Justus, a Primus wearing a smoked red gown with sleek midnight-black hair and overly tanned skin, stood from the table, glaring at Hiram through narrow eyes. “Since when is word-of-mouth accepted as fact?” he growled. “You cannot expect me to mobilize my haven army at the whim of one of your amnesiac guards.”
Hiram’s eyes glowed silver. “Do you expect my haven army to be as useless when Savage and his death shades come for you and yours?”
Justus hissed, baring long, thick fangs. “Is that a threat?”
“It’s reality.” Hiram swept his white hair behind his ears and met the eyes of each Primus around the table. “Remember your votes tonight. It may seal the fate of the khiss you represent. We need a consensus and we haven’t the time to wage war amongst ourselves.”
Silence met him head-on.
“Yet I implore you, fellow Primuses,” Justus began, “to remember that Savage is only targeting elders and a very specific mundane who means nothing to us. He has not threatened a single vamp from our khisses. If we engage him in whatever battle he has planned, we become the targets.” He paused, and as Hiram started to refute him, Justus roared, “I vote we extinguish the bond that links our havens to Hiram’s. If he wants to kill innocent members of his khiss in the name of some encoded prophesy, so be it. But he shouldn’t be able to call an emergency meeting and ask us to ride the speedway to hell with him.”
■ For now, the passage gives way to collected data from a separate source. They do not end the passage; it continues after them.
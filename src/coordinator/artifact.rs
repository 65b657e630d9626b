use std::io::ErrorKind;
use std::path::Path;

use crate::extractors::ExtractionResult;

/// Exclusive owner of one request's audio file.
///
/// The file is deleted by [`Artifact::discard`]; if the owner is dropped
/// without discarding (early return, panic), `Drop` deletes it instead.
#[derive(Debug)]
pub struct Artifact {
    result: ExtractionResult,
    removed: bool,
}

impl Artifact {
    pub fn new(result: ExtractionResult) -> Self {
        Self { result, removed: false }
    }

    pub fn result(&self) -> &ExtractionResult {
        &self.result
    }

    pub fn path(&self) -> &Path {
        &self.result.path
    }

    /// Delete the file. Returns `false` if it could not be removed, in which
    /// case `Drop` makes one more attempt.
    pub async fn discard(mut self) -> bool {
        self.try_remove().await
    }

    async fn try_remove(&mut self) -> bool {
        let removed = match tokio::fs::remove_file(&self.result.path).await {
            Ok(()) => {
                tracing::debug!("Deleted artifact {}", self.result.path.display());
                true
            }
            Err(e) if e.kind() == ErrorKind::NotFound => true,
            Err(e) => {
                tracing::error!("Failed to delete artifact {}: {}", self.result.path.display(), e);
                false
            }
        };
        self.removed = removed;
        removed
    }
}

impl Drop for Artifact {
    fn drop(&mut self) {
        if self.removed {
            return;
        }
        match std::fs::remove_file(&self.result.path) {
            Ok(()) => tracing::warn!("Artifact {} deleted on drop", self.result.path.display()),
            Err(e) if e.kind() == ErrorKind::NotFound => {}
            Err(e) => tracing::error!("Failed to delete artifact {}: {}", self.result.path.display(), e),
        }
    }
}

#[cfg(test)]
mod tests {
    use super::*;

    fn artifact_in(dir: &Path) -> Artifact {
        let path = dir.join("req.mp3");
        fs_err::write(&path, b"mp3").unwrap();
        Artifact::new(ExtractionResult {
            path,
            title: "t".into(),
            size_bytes: 3,
        })
    }

    #[tokio::test]
    async fn test_discard_removes_file() {
        let dir = tempfile::tempdir().unwrap();
        let artifact = artifact_in(dir.path());
        let path = artifact.path().to_path_buf();

        assert!(artifact.discard().await);
        assert!(!path.exists());
    }

    #[test]
    fn test_drop_removes_file() {
        let dir = tempfile::tempdir().unwrap();
        let artifact = artifact_in(dir.path());
        let path = artifact.path().to_path_buf();

        drop(artifact);
        assert!(!path.exists());
    }

    #[tokio::test]
    async fn test_discard_tolerates_missing_file() {
        let dir = tempfile::tempdir().unwrap();
        let artifact = artifact_in(dir.path());
        fs_err::remove_file(artifact.path()).unwrap();

        assert!(artifact.discard().await);
    }

    #[tokio::test]
    async fn test_failed_discard_leaves_cleanup_to_drop() {
        let dir = tempfile::tempdir().unwrap();
        let path = dir.path().join("req.mp3");
        // A non-empty directory cannot be removed as a file
        fs_err::create_dir_all(path.join("busy")).unwrap();

        let mut artifact = Artifact::new(ExtractionResult {
            path: path.clone(),
            title: "t".into(),
            size_bytes: 3,
        });
        assert!(!artifact.try_remove().await);
        assert!(!artifact.removed);

        fs_err::remove_dir_all(&path).unwrap();
        fs_err::write(&path, b"mp3").unwrap();

        drop(artifact);
        assert!(!path.exists());
    }
}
“Let us vote on the matters at hand,” Hiram said, and they all rose on cue. One by one, they filed out of the room into an antechamber on the far left, their dark robes skimming the hardwood floor. The Primuses’ voting chamber had always been a mystery. Only accessible through one heavy-duty and very soundproof door. And only standing Primuses could enter—an ancient maware ensured that. But that’s not what made the antechamber mysterious. It was the fact that even though Hiram informed Dylan time and time again that the council debated in the antechamber for far longer—and much more candidly—than they did on the floor, they only ever seemed to be gone a few seconds. It was almost as if the moment the last Primus clicked the door shut, it opened again and they filed out—a difficult consensus forged.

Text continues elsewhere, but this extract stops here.